//! Message persistence.
//!
//! Writes go through a single idempotent upsert keyed on
//! `(chat_address, message_id)`. Text, timestamps and the denormalised names
//! follow the most recent observation; media metadata only ever gets richer.
//! An incoming empty field never overwrites a stored non-empty one, so a
//! history-sync replay cannot erase what a live event already supplied (or
//! the other way round).

use chrono::{DateTime, Utc};
use rusqlite::params;

use herald_shared::{Addr, MediaInfo, MediaKind, Message};

use crate::database::{clamp_limit, Store};
use crate::error::{Result, StoreError};

pub(crate) const MESSAGE_COLUMNS: &str = "chat_address, message_id, sender, chat_name, sender_name, \
     ts, from_me, text, media_kind, media_caption, filename, mime_type, direct_path, \
     media_key, plaintext_sha256, encrypted_sha256, byte_length, local_path, downloaded_at";

impl Store {
    pub fn upsert_message(&self, msg: &Message) -> Result<()> {
        let media = msg.media.clone().unwrap_or_default();
        let media_kind = media.kind.map(|k| k.as_str()).unwrap_or("");

        self.conn().execute(
            "INSERT INTO messages (chat_address, message_id, sender, chat_name, sender_name,
                                   ts, from_me, text, media_kind, media_caption, filename,
                                   mime_type, direct_path, media_key, plaintext_sha256,
                                   encrypted_sha256, byte_length, local_path, downloaded_at)
             VALUES (?1, ?2, ?3, ?4, ?5, ?6, ?7, ?8, ?9, ?10, ?11, ?12, ?13, ?14, ?15, ?16, ?17, ?18, ?19)
             ON CONFLICT (chat_address, message_id) DO UPDATE SET
                 sender      = excluded.sender,
                 chat_name   = excluded.chat_name,
                 sender_name = excluded.sender_name,
                 ts          = excluded.ts,
                 from_me     = excluded.from_me,
                 text        = excluded.text,
                 media_kind       = CASE WHEN excluded.media_kind = ''
                                         THEN messages.media_kind ELSE excluded.media_kind END,
                 media_caption    = CASE WHEN excluded.media_caption = ''
                                         THEN messages.media_caption ELSE excluded.media_caption END,
                 filename         = CASE WHEN excluded.filename = ''
                                         THEN messages.filename ELSE excluded.filename END,
                 mime_type        = CASE WHEN excluded.mime_type = ''
                                         THEN messages.mime_type ELSE excluded.mime_type END,
                 direct_path      = CASE WHEN excluded.direct_path = ''
                                         THEN messages.direct_path ELSE excluded.direct_path END,
                 media_key        = CASE WHEN length(excluded.media_key) = 0
                                         THEN messages.media_key ELSE excluded.media_key END,
                 plaintext_sha256 = CASE WHEN length(excluded.plaintext_sha256) = 0
                                         THEN messages.plaintext_sha256 ELSE excluded.plaintext_sha256 END,
                 encrypted_sha256 = CASE WHEN length(excluded.encrypted_sha256) = 0
                                         THEN messages.encrypted_sha256 ELSE excluded.encrypted_sha256 END,
                 byte_length      = CASE WHEN excluded.byte_length = 0
                                         THEN messages.byte_length ELSE excluded.byte_length END,
                 local_path       = CASE WHEN excluded.local_path = ''
                                         THEN messages.local_path ELSE excluded.local_path END,
                 downloaded_at    = CASE WHEN excluded.downloaded_at IS NULL
                                         THEN messages.downloaded_at ELSE excluded.downloaded_at END",
            params![
                msg.chat.to_string(),
                msg.id,
                msg.sender,
                msg.chat_name,
                msg.sender_name,
                msg.ts.timestamp(),
                msg.from_me,
                msg.text,
                media_kind,
                media.caption,
                media.filename,
                media.mime_type,
                media.direct_path,
                media.media_key,
                media.plaintext_sha256,
                media.encrypted_sha256,
                media.byte_length as i64,
                media.local_path,
                media.downloaded_at.map(|t| t.to_rfc3339()),
            ],
        )?;
        Ok(())
    }

    /// Most recent messages for a chat, newest first.
    pub fn list_messages(&self, chat: &str, limit: i64) -> Result<Vec<Message>> {
        let conn = self.conn();
        let mut stmt = conn.prepare(&format!(
            "SELECT {MESSAGE_COLUMNS} FROM messages
             WHERE chat_address = ?1
             ORDER BY ts DESC, id DESC
             LIMIT ?2"
        ))?;
        let rows = stmt.query_map(params![chat, clamp_limit(limit)], row_to_message)?;
        rows.collect::<std::result::Result<Vec<_>, _>>()
            .map_err(StoreError::Sqlite)
    }

    pub fn get_message(&self, chat: &str, msg_id: &str) -> Result<Message> {
        self.conn()
            .query_row(
                &format!(
                    "SELECT {MESSAGE_COLUMNS} FROM messages
                     WHERE chat_address = ?1 AND message_id = ?2"
                ),
                params![chat, msg_id],
                row_to_message,
            )
            .map_err(|e| match e {
                rusqlite::Error::QueryReturnedNoRows => StoreError::NotFound,
                other => StoreError::Sqlite(other),
            })
    }

    /// The earliest stored message of a chat, used as the backfill anchor.
    pub fn oldest_message(&self, chat: &str) -> Result<Option<Message>> {
        let result = self.conn().query_row(
            &format!(
                "SELECT {MESSAGE_COLUMNS} FROM messages
                 WHERE chat_address = ?1
                 ORDER BY ts ASC, id ASC
                 LIMIT 1"
            ),
            params![chat],
            row_to_message,
        );
        match result {
            Ok(msg) => Ok(Some(msg)),
            Err(rusqlite::Error::QueryReturnedNoRows) => Ok(None),
            Err(other) => Err(other.into()),
        }
    }

    pub fn count_messages(&self) -> Result<i64> {
        let n = self
            .conn()
            .query_row("SELECT COUNT(*) FROM messages", [], |row| row.get(0))?;
        Ok(n)
    }

    pub fn count_messages_in_chat(&self, chat: &str) -> Result<i64> {
        let n = self.conn().query_row(
            "SELECT COUNT(*) FROM messages WHERE chat_address = ?1",
            params![chat],
            |row| row.get(0),
        )?;
        Ok(n)
    }
}

pub(crate) fn row_to_message(row: &rusqlite::Row<'_>) -> rusqlite::Result<Message> {
    let chat_str: String = row.get(0)?;
    let chat = Addr::parse(&chat_str).map_err(|e| {
        rusqlite::Error::FromSqlConversionFailure(0, rusqlite::types::Type::Text, Box::new(e))
    })?;

    let ts_secs: i64 = row.get(5)?;
    let ts = DateTime::from_timestamp(ts_secs, 0).ok_or_else(|| {
        rusqlite::Error::IntegralValueOutOfRange(5, ts_secs)
    })?;

    let media_kind_str: String = row.get(8)?;
    let media = MediaInfo {
        kind: MediaKind::parse(&media_kind_str),
        caption: row.get(9)?,
        filename: row.get(10)?,
        mime_type: row.get(11)?,
        direct_path: row.get(12)?,
        media_key: row.get(13)?,
        plaintext_sha256: row.get(14)?,
        encrypted_sha256: row.get(15)?,
        byte_length: row.get::<_, i64>(16)? as u64,
        local_path: row.get(17)?,
        downloaded_at: parse_rfc3339_opt(row, 18)?,
    };

    let has_media = media.kind.is_some()
        || !media.media_key.is_empty()
        || !media.direct_path.is_empty()
        || !media.caption.is_empty()
        || !media.filename.is_empty();

    Ok(Message {
        chat,
        id: row.get(1)?,
        sender: row.get(2)?,
        chat_name: row.get(3)?,
        sender_name: row.get(4)?,
        ts,
        from_me: row.get(6)?,
        text: row.get(7)?,
        media: has_media.then_some(media),
    })
}

pub(crate) fn parse_rfc3339_opt(
    row: &rusqlite::Row<'_>,
    idx: usize,
) -> rusqlite::Result<Option<DateTime<Utc>>> {
    let raw: Option<String> = row.get(idx)?;
    raw.map(|s| {
        DateTime::parse_from_rfc3339(&s)
            .map(|dt| dt.with_timezone(&Utc))
            .map_err(|e| {
                rusqlite::Error::FromSqlConversionFailure(
                    idx,
                    rusqlite::types::Type::Text,
                    Box::new(e),
                )
            })
    })
    .transpose()
}
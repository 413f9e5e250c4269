//! Media download tracking.

use chrono::{DateTime, Utc};
use rusqlite::params;

use crate::database::Store;
use crate::error::{Result, StoreError};
use crate::models::MediaDownloadInfo;

impl Store {
    /// Media metadata for a message. `NotFound` covers both a missing row
    /// and a message with no media attached.
    pub fn get_media_info(&self, chat: &str, msg_id: &str) -> Result<MediaDownloadInfo> {
        let msg = self.get_message(chat, msg_id)?;
        let media = msg.media.ok_or(StoreError::NotFound)?;
        Ok(MediaDownloadInfo {
            chat: chat.to_string(),
            msg_id: msg_id.to_string(),
            media,
        })
    }

    /// Record a completed download: the local path and the completion
    /// instant, set together under the unique key.
    pub fn mark_downloaded(
        &self,
        chat: &str,
        msg_id: &str,
        local_path: &str,
        at: DateTime<Utc>,
    ) -> Result<()> {
        let affected = self.conn().execute(
            "UPDATE messages SET local_path = ?3, downloaded_at = ?4
             WHERE chat_address = ?1 AND message_id = ?2",
            params![chat, msg_id, local_path, at.to_rfc3339()],
        )?;
        if affected == 0 {
            return Err(StoreError::NotFound);
        }
        Ok(())
    }
}

#[cfg(test)]
mod tests {
    use super::*;
    use crate::test_util::{media_message, open_store, ts};

    #[test]
    fn media_info_and_completion() {
        let (store, _dir) = open_store();
        let msg = media_message("1@s.whatsapp.net", "m1", 1000);
        store.upsert_chat_for(&msg).unwrap();
        store.upsert_message(&msg).unwrap();

        let info = store.get_media_info("1@s.whatsapp.net", "m1").unwrap();
        assert!(info.media.downloadable());
        assert!(info.media.local_path.is_empty());

        store
            .mark_downloaded("1@s.whatsapp.net", "m1", "/data/media/1/m1.jpg", ts(5000))
            .unwrap();

        let info = store.get_media_info("1@s.whatsapp.net", "m1").unwrap();
        assert_eq!(info.media.local_path, "/data/media/1/m1.jpg");
        assert_eq!(info.media.downloaded_at, Some(ts(5000)));
    }

    #[test]
    fn text_only_message_has_no_media_info() {
        let (store, _dir) = open_store();
        let msg = crate::test_util::text_message("1@s.whatsapp.net", "m1", "hi", 1000);
        store.upsert_chat_for(&msg).unwrap();
        store.upsert_message(&msg).unwrap();

        assert!(matches!(
            store.get_media_info("1@s.whatsapp.net", "m1"),
            Err(StoreError::NotFound)
        ));
    }

    #[test]
    fn mark_downloaded_requires_existing_row() {
        let (store, _dir) = open_store();
        assert!(matches!(
            store.mark_downloaded("1@s.whatsapp.net", "nope", "/x", ts(1)),
            Err(StoreError::NotFound)
        ));
    }
}
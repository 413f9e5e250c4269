//! Outbound webhook delivery.
//!
//! A bounded queue feeds a fixed pool of workers. Enqueueing never blocks the
//! caller: when the queue is full the event is dropped and logged, making the
//! emitter at-most-once. Each worker serialises an event exactly once, POSTs
//! it, and retries transient failures with bounded exponential backoff before
//! giving up.

use std::sync::atomic::{AtomicU64, Ordering};
use std::sync::{Arc, Mutex};
use std::time::Duration;

use chrono::{DateTime, Utc};
use hmac::{Hmac, Mac};
use serde::Serialize;
use sha2::Sha256;
use tokio::sync::mpsc;
use tokio::task::JoinSet;

type HmacSha256 = Hmac<Sha256>;

/// Webhook signature header. The value is `sha256=<hex HMAC-SHA256>` over
/// exactly the bytes of the request body.
pub const SIGNATURE_HEADER: &str = "X-Webhook-Signature";

#[derive(Debug, Clone)]
pub struct WebhookConfig {
    pub url: String,
    pub secret: String,
    /// Retries after the initial attempt.
    pub max_retries: u32,
    pub request_timeout: Duration,
    pub queue_capacity: usize,
    pub workers: usize,
}

impl Default for WebhookConfig {
    fn default() -> Self {
        Self {
            url: String::new(),
            secret: String::new(),
            max_retries: 3,
            request_timeout: Duration::from_secs(10),
            queue_capacity: 1000,
            workers: 4,
        }
    }
}

/// The envelope every delivery carries.
#[derive(Debug, Clone, Serialize)]
pub struct Event {
    #[serde(rename = "type")]
    pub event_type: String,
    pub timestamp: DateTime<Utc>,
    pub data: serde_json::Value,
}

pub struct Emitter {
    config: Arc<WebhookConfig>,
    client: reqwest::Client,
    tx: Mutex<Option<mpsc::Sender<Event>>>,
    workers: Mutex<JoinSet<()>>,
    dropped: AtomicU64,
}

impl Emitter {
    /// Build the emitter and start its worker pool.
    pub fn start(mut config: WebhookConfig) -> Arc<Self> {
        if config.workers == 0 {
            config.workers = 1;
        }
        if config.queue_capacity == 0 {
            config.queue_capacity = 1;
        }

        let client = reqwest::Client::builder()
            .timeout(config.request_timeout)
            .build()
            .unwrap_or_default();

        let (tx, rx) = mpsc::channel::<Event>(config.queue_capacity);
        let rx = Arc::new(tokio::sync::Mutex::new(rx));
        let config = Arc::new(config);

        let emitter = Arc::new(Self {
            config: config.clone(),
            client,
            tx: Mutex::new(Some(tx)),
            workers: Mutex::new(JoinSet::new()),
            dropped: AtomicU64::new(0),
        });

        if emitter.is_configured() {
            let mut workers = emitter.workers.lock().unwrap_or_else(|e| e.into_inner());
            for n in 0..config.workers {
                let rx = rx.clone();
                let config = config.clone();
                let client = emitter.client.clone();
                workers.spawn(async move {
                    loop {
                        let event = { rx.lock().await.recv().await };
                        match event {
                            Some(event) => deliver(&client, &config, event).await,
                            None => break,
                        }
                    }
                    tracing::debug!(worker = n, "webhook worker drained");
                });
            }
            tracing::info!(workers = config.workers, url = %config.url, "webhook emitter started");
        }

        emitter
    }

    pub fn is_configured(&self) -> bool {
        !self.config.url.is_empty()
    }

    /// Number of events dropped because the queue was full.
    pub fn dropped(&self) -> u64 {
        self.dropped.load(Ordering::Relaxed)
    }

    /// Queue an event for delivery. Never blocks: returns false when the
    /// emitter is unconfigured, stopped, or at capacity (the event is
    /// dropped).
    pub fn emit<T: Serialize>(&self, event_type: &str, data: &T) -> bool {
        if !self.is_configured() {
            return false;
        }
        let data = match serde_json::to_value(data) {
            Ok(value) => value,
            Err(err) => {
                tracing::error!(error = %err, event_type, "failed to serialise webhook data");
                return false;
            }
        };
        let event = Event {
            event_type: event_type.to_string(),
            timestamp: Utc::now(),
            data,
        };

        let tx = self.tx.lock().unwrap_or_else(|e| e.into_inner());
        let Some(tx) = tx.as_ref() else {
            return false;
        };
        match tx.try_send(event) {
            Ok(()) => true,
            Err(_) => {
                self.dropped.fetch_add(1, Ordering::Relaxed);
                tracing::warn!(event_type, "webhook queue full, dropping event");
                false
            }
        }
    }

    /// Stop accepting events and let the workers drain the queue, waiting up
    /// to `grace`. Workers still running after the grace period are aborted
    /// and their in-flight events are lost.
    pub async fn stop(&self, grace: Duration) {
        {
            let mut tx = self.tx.lock().unwrap_or_else(|e| e.into_inner());
            tx.take();
        }
        let mut workers = {
            let mut guard = self.workers.lock().unwrap_or_else(|e| e.into_inner());
            std::mem::take(&mut *guard)
        };
        if workers.is_empty() {
            return;
        }

        let drain = async {
            while workers.join_next().await.is_some() {}
        };
        if tokio::time::timeout(grace, drain).await.is_err() {
            tracing::warn!("webhook drain exceeded grace period, aborting workers");
        }
        // A timed-out drain leaves tasks in the set; dropping it aborts them.
        tracing::info!("webhook emitter stopped");
    }
}

/// Deliver one event: serialise once, then attempt with backoff.
async fn deliver(client: &reqwest::Client, config: &WebhookConfig, event: Event) {
    let body = match serde_json::to_vec(&event) {
        Ok(body) => body,
        Err(err) => {
            tracing::error!(error = %err, "failed to marshal webhook event");
            return;
        }
    };

    let attempts = config.max_retries + 1;
    for attempt in 1..=attempts {
        if attempt > 1 {
            // 1s, 2s, 4s, ... capped at 30s.
            let backoff =
                Duration::from_secs(1u64 << (attempt - 2).min(5)).min(Duration::from_secs(30));
            tokio::time::sleep(backoff).await;
        }

        match send(client, config, &body).await {
            Ok(()) => {
                if attempt > 1 {
                    tracing::info!(
                        event_type = %event.event_type,
                        attempt,
                        "webhook delivered after retry"
                    );
                }
                return;
            }
            Err(err) => {
                tracing::warn!(
                    event_type = %event.event_type,
                    attempt,
                    error = %err,
                    "webhook delivery attempt failed"
                );
            }
        }
    }
    tracing::error!(
        event_type = %event.event_type,
        attempts,
        "webhook event dropped after exhausting retries"
    );
}

async fn send(client: &reqwest::Client, config: &WebhookConfig, body: &[u8]) -> Result<(), String> {
    let mut req = client
        .post(&config.url)
        .header("Content-Type", "application/json")
        .header("User-Agent", "herald-webhook/1.0");

    if !config.secret.is_empty() {
        req = req.header(SIGNATURE_HEADER, sign(body, &config.secret));
    }

    let resp = req
        .body(body.to_vec())
        .send()
        .await
        .map_err(|e| format!("send request: {e}"))?;

    if !resp.status().is_success() {
        return Err(format!("unexpected status: {}", resp.status()));
    }
    Ok(())
}

/// `sha256=<hex>` HMAC-SHA256 signature over the payload.
pub fn sign(payload: &[u8], secret: &str) -> String {
    let mut mac = HmacSha256::new_from_slice(secret.as_bytes())
        .expect("HMAC accepts keys of any length");
    mac.update(payload);
    format!("sha256={}", hex::encode(mac.finalize().into_bytes()))
}

/// Verify a `sha256=<hex>` signature against a payload.
pub fn verify(payload: &[u8], secret: &str, header: &str) -> bool {
    sign(payload, secret) == header
}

####################

Exercise
Every line that holds the string "NotFound" must be copied from the records above.

Response to this task
                rusqlite::Error::QueryReturnedNoRows => StoreError::NotFound,
    /// Media metadata for a message. `NotFound` covers both a missing row
        let media = msg.media.ok_or(StoreError::NotFound)?;
            return Err(StoreError::NotFound);
            Err(StoreError::NotFound)
            Err(StoreError::NotFound)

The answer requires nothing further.